Filan: Stakes high in Anna Nicole paternity case
DNA will ultimately decide paternity of Anna Nicole's daughter
Anna Nicole's ex: 'I'm the father'
Oct 2: Anna Nicole Smith's former boyfriend Larry Birkhead says he is the father of her new daughter. Birkhead tells MSNBC's Rita Cosby he has filed suit against Anna Nicole and wants a DNA test.
It looks like we are in for a fight, and one that will play out in the media, rather than behind closed courtroom doors.
Larry Birkhead, Anna Nicole’s Smith ex-boyfriend, is trying to drag Smith into a California courtroom to prove that he is the baby's father.
According to Birkhead, all throughout her pregnancy Smith told him he was the baby's father. He says he went to doctor's visits with her and looked at sonograms. But at the last minute, Smith moved to the Bahamas where she gave birth to a daughter, without Birkhead by her side.
Instead, her lawyer, Howard K. Stern, was with her when she delivered her daughter. Stern has since announced on national television that he is the baby's father. And they remain in the Bahamas, far from the reach of a U.S. court. Or are they?
Birkhead has filed a paternity suit in Los Angeles, Calif., and his lawyer says they served Smith with the papers in the Bahamas on Monday. This is called service of process, and it has to be done legally in order for the court to have personal jurisdiction over Smith.
Fight as they may, and they will, the California court is most likely going to order Smith into court, and order her and her baby's DNA tested.
But first things first. The opening legal battle in this case is going to be whether the California court has jurisdiction over the Bahamian resident -- in other words, if she was properly served. The process is a bit more complicated when you are talking about interstate service of process, and even more when you are talking about "inter-country." But it’s not impossible and it can be done.
Smith's lawyers will most likely challenge the service of process by filing a motion to dismiss the paternity suit. If the court does not dismiss the action, then Smith has three choices. She can appeal, appear, or fail to do either, in which case a default judgment will issue against her.
Once we get through the procedural hurdles, then we can get to the merits of the case. The merits will be decided very simply, based on DNA. DNA results in paternity cases are 99.9 percent certain, so there will be no mystery at the end of the day.
Birkhead's lawyer, Debra Opri, posed this question on the courthouse steps, minutes after the closed door proceeding ended: If Smith is so sure that Stern is the father, and so sure that Birkhead isn't, why doesn't Smith just have her and her daughter's blood drawn?

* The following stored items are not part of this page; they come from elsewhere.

impl EngagementService for ScriptedEngagement {
    fn like_status(&self, _session: &Session, _video_id: &str) -> Result<bool> {
        self.status_calls.fetch_add(1, Ordering::SeqCst);
        Ok(false)
    }

    fn toggle_like(&self, _session: &Session, _video_id: &str) -> Result<LikeToggle> {
        self.toggle_calls.fetch_add(1, Ordering::SeqCst);
        self.toggle.ok_or_else(|| anyhow!("toggle rejected"))
    }
}

struct ScriptedComments {
    accept: bool,
    posted: Mutex<Vec<(String, String)>>,
}

impl CommentService for ScriptedComments {
    fn list_comments(&self, _video_id: &str) -> Result<Vec<Comment>> {
        Ok(Vec::new())
    }

    fn post_comment(&self, _session: &Session, video_id: &str, text: &str) -> Result<Comment> {
        self.posted.lock().push((video_id.to_string(), text.to_string()));
        if !self.accept {
            return Err(anyhow!("comment rejected"));
        }
        Ok(Comment {
            id: "c-new".into(),
            text: text.to_string(),
            author: None,
            created_at: None,
        })
    }
}

struct Harness {
    feed: Arc<ScriptedFeed>,
    engagement: Arc<ScriptedEngagement>,
    comments: Arc<ScriptedComments>,
}

impl Harness {
    fn new(feed: ScriptedFeed, toggle: Option<LikeToggle>, accept_comments: bool) -> Self {
        Self {
            feed: Arc::new(feed),
            engagement: Arc::new(ScriptedEngagement::new(toggle)),
            comments: Arc::new(ScriptedComments {
                accept: accept_comments,
                posted: Mutex::new(Vec::new()),
            }),
        }
    }

    fn reel_feed(&self, seed: Vec<VideoRecord>, session: Option<Session>) -> ReelFeed {
        ReelFeed::new(
            FeedContext {
                feed: self.feed.clone(),
                engagement: self.engagement.clone(),
                comments: self.comments.clone(),
                session,
                page_size: PAGE_SIZE,
            },
            seed,
        )
    }
}

fn videos(prefix: &str, count: usize) -> Vec<VideoRecord> {
    (0..count)
        .map(|i| mock_video(&format!("{prefix}{i}")))
        .collect()
}

fn page(prefix: &str, count: usize, has_more: bool) -> FeedPage {
    FeedPage {
        videos: videos(prefix, count),
        pagination: Some(Pagination {
            total: 0,
            limit: PAGE_SIZE,
            offset: 0,
            has_more,
        }),
    }
}

fn settle(feed: &mut ReelFeed, busy: impl Fn(&ReelFeed) -> bool) {
    for _ in 0..MAX_STEPS {
        if !busy(feed) {
            return;
        }
        feed.poll_timeout(STEP);
    }
    panic!("feed did not settle");
}

#[test]
fn load_more_while_pending_issues_no_second_call() {
    let (release, gate): (Sender<()>, Receiver<()>) = unbounded();
    let harness = Harness::new(
        ScriptedFeed::new(vec![page("p", 10, true)], Some(gate)),
        None,
        true,
    );
    let mut feed = harness.reel_feed(Vec::new(), None);

    assert!(feed.load_more());
    assert!(!feed.load_more());
    assert!(!feed.on_scroll(900.0, 100.0, 1000.0));
    assert!(feed.is_loading());

    release.send(()).unwrap();
    settle(&mut feed, ReelFeed::is_loading);
    assert_eq!(harness.feed.calls.load(Ordering::SeqCst), 1);
    assert_eq!(feed.len(), 10);
}

#[test]
fn list_grows_by_each_page_and_stops_at_the_end() {
    let harness = Harness::new(
        ScriptedFeed::new(
            vec![page("a", 10, true), page("b", 10, true), page("c", 3, false)],
            None,
        ),
        None,
        true,
    );
    let mut feed = harness.reel_feed(Vec::new(), None);

    let mut lengths = Vec::new();
    while feed.load_more() {
        settle(&mut feed, ReelFeed::is_loading);
        lengths.push(feed.len());
    }
    assert_eq!(lengths, vec![10, 20, 23]);
    assert!(!feed.has_more());
    assert_eq!(*harness.feed.offsets.lock(), vec![0, 10, 20]);
    assert_eq!(feed.video(0).map(|v| v.id.as_str()), Some("a0"));
    assert_eq!(feed.video(22).map(|v| v.id.as_str()), Some("c2"));
}

#[test]
fn failed_page_keeps_list_and_can_retry() {
    let harness = Harness::new(ScriptedFeed::new(Vec::new(), None), None, true);
    let mut feed = harness.reel_feed(videos("s", 2), None);

    assert!(feed.load_more());
    settle(&mut feed, ReelFeed::is_loading);
    assert_eq!(feed.len(), 2);
    assert!(matches!(feed.page_error(), Some(FeedError::Network(_))));
    assert!(feed
        .take_notices()
        .iter()
        .any(|notice| notice.level == NoticeLevel::Error));

    harness.feed.pages.lock().push_back(page("r", 4, false));
    assert!(feed.retry());
    settle(&mut feed, ReelFeed::is_loading);
    assert_eq!(feed.len(), 6);
    assert!(feed.page_error().is_none());
}

#[test]
fn one_slide_stays_active_after_visibility_settles() {
    let harness = Harness::new(ScriptedFeed::new(Vec::new(), None), None, true);
    let mut feed = harness.reel_feed(videos("v", 5), None);

    let tx = feed.event_sender();
    for (slide, ratio) in [(1, 0.7), (2, 0.3), (3, 0.6), (4, 0.5)] {
        tx.send(FeedEvent::Visibility { slide, ratio }).unwrap();
    }
    feed.poll();

    assert_eq!(feed.active(), Some(3));
    let active: Vec<usize> = (0..feed.len())
        .filter(|&idx| feed.slide(idx).is_some_and(|slide| slide.is_active()))
        .collect();
    assert_eq!(active, vec![3]);
}

#[test]
fn ending_advances_to_next_slide() {
    let harness = Harness::new(ScriptedFeed::new(Vec::new(), None), None, true);
    let mut feed = harness.reel_feed(videos("v", 3), None);
    feed.record_interaction();
    for idx in 0..3 {
        feed.handle(FeedEvent::MediaReady(idx));
    }
    feed.handle(FeedEvent::PlayStarted(0));
    feed.take_effects();

    feed.handle(FeedEvent::Ended(0));
    assert_eq!(feed.active(), Some(1));
    let effects = feed.take_effects();
    assert!(effects.contains(&Effect::Play(1)));
    assert!(effects.contains(&Effect::ScrollIntoView(1)));
}

#[test]
fn failed_toggle_reverts_optimistic_like() {
    let harness = Harness::new(ScriptedFeed::new(Vec::new(), None), None, true);
    let mut seed = videos("v", 1);
    seed[0].likes = 10;
    let mut feed = harness.reel_feed(seed, Some(offline_session()));

    feed.toggle_like(0).unwrap();
    let state = feed.engagement(0).unwrap();
    assert!(state.liked);
    assert_eq!(state.like_count, 11);

    settle(&mut feed, |feed| {
        feed.engagement(0).is_some_and(|state| state.is_pending())
    });
    let state = feed.engagement(0).unwrap();
    assert!(!state.liked);
    assert_eq!(state.like_count, 10);
    assert_eq!(harness.engagement.toggle_calls.load(Ordering::SeqCst), 1);
    assert!(feed
        .take_notices()
        .iter()
        .any(|notice| notice.level == NoticeLevel::Error));
}

#[test]
fn confirmed_toggle_takes_server_values() {
    let harness = Harness::new(
        ScriptedFeed::new(Vec::new(), None),
        Some(LikeToggle {
            liked: true,
            likes: 42,
        }),
        true,
    );
    let mut seed = videos("v", 1);
    seed[0].likes = 10;
    let mut feed = harness.reel_feed(seed, Some(offline_session()));

    feed.toggle_like(0).unwrap();
    settle(&mut feed, |feed| {
        feed.engagement(0).is_some_and(|state| state.is_pending())
    });
    let state = feed.engagement(0).unwrap();
    assert!(state.liked);
    assert_eq!(state.like_count, 42);
}

#[test]
fn like_without_session_makes_no_call() {
    let harness = Harness::new(ScriptedFeed::new(Vec::new(), None), None, true);
    let mut seed = videos("v", 1);
    seed[0].likes = 10;
    let mut feed = harness.reel_feed(seed, None);
    let before = *feed.engagement(0).unwrap();

    assert_eq!(feed.toggle_like(0), Err(FeedError::Unauthorized));
    feed.poll_timeout(STEP);
    assert_eq!(*feed.engagement(0).unwrap(), before);
    assert_eq!(harness.engagement.toggle_calls.load(Ordering::SeqCst), 0);
    assert_eq!(harness.engagement.status_calls.load(Ordering::SeqCst), 0);
}

#[test]
fn accepted_comment_is_prepended_and_input_cleared() {
    let harness = Harness::new(ScriptedFeed::new(Vec::new(), None), None, true);
    let mut feed = harness.reel_feed(videos("v", 2), Some(offline_session()));

    feed.open_comments(1).unwrap();
    settle(&mut feed, |feed| {
        feed.comment_panel().is_some_and(|panel| panel.loading)
    });
    feed.set_comment_input("nice!");
    feed.submit_comment().unwrap();
    assert_eq!(feed.comment_panel().unwrap().input, "");

    settle(&mut feed, |feed| {
        feed.comment_panel().is_some_and(|panel| panel.submitting)
    });
    let panel = feed.comment_panel().unwrap();
    assert_eq!(panel.len(), 1);
    assert_eq!(panel.comments[0].text, "nice!");
    assert_eq!(
        *harness.comments.posted.lock(),
        vec![("v1".to_string(), "nice!".to_string())]
    );
}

Why doesn't she just consent to paternity testing?
Birkhead seems to be trying to fast track his lawsuit by claiming that Smith is an unfit mother and the welfare of the child is in danger. The court, by continuing the case to Oct. 26, seems not to have been convinced emergency action is warranted. But if Birkhead can establish that Smith is an unfit mother, and if Birkhead is the father, he would be able to petition the court for visitation, custody and child support. Given Smith's monthly income, the child support award will be significant.
Child support is not the only money at stake. If Birkhead is the dad, he is the father of the sole heir to Smith's sizable fortune.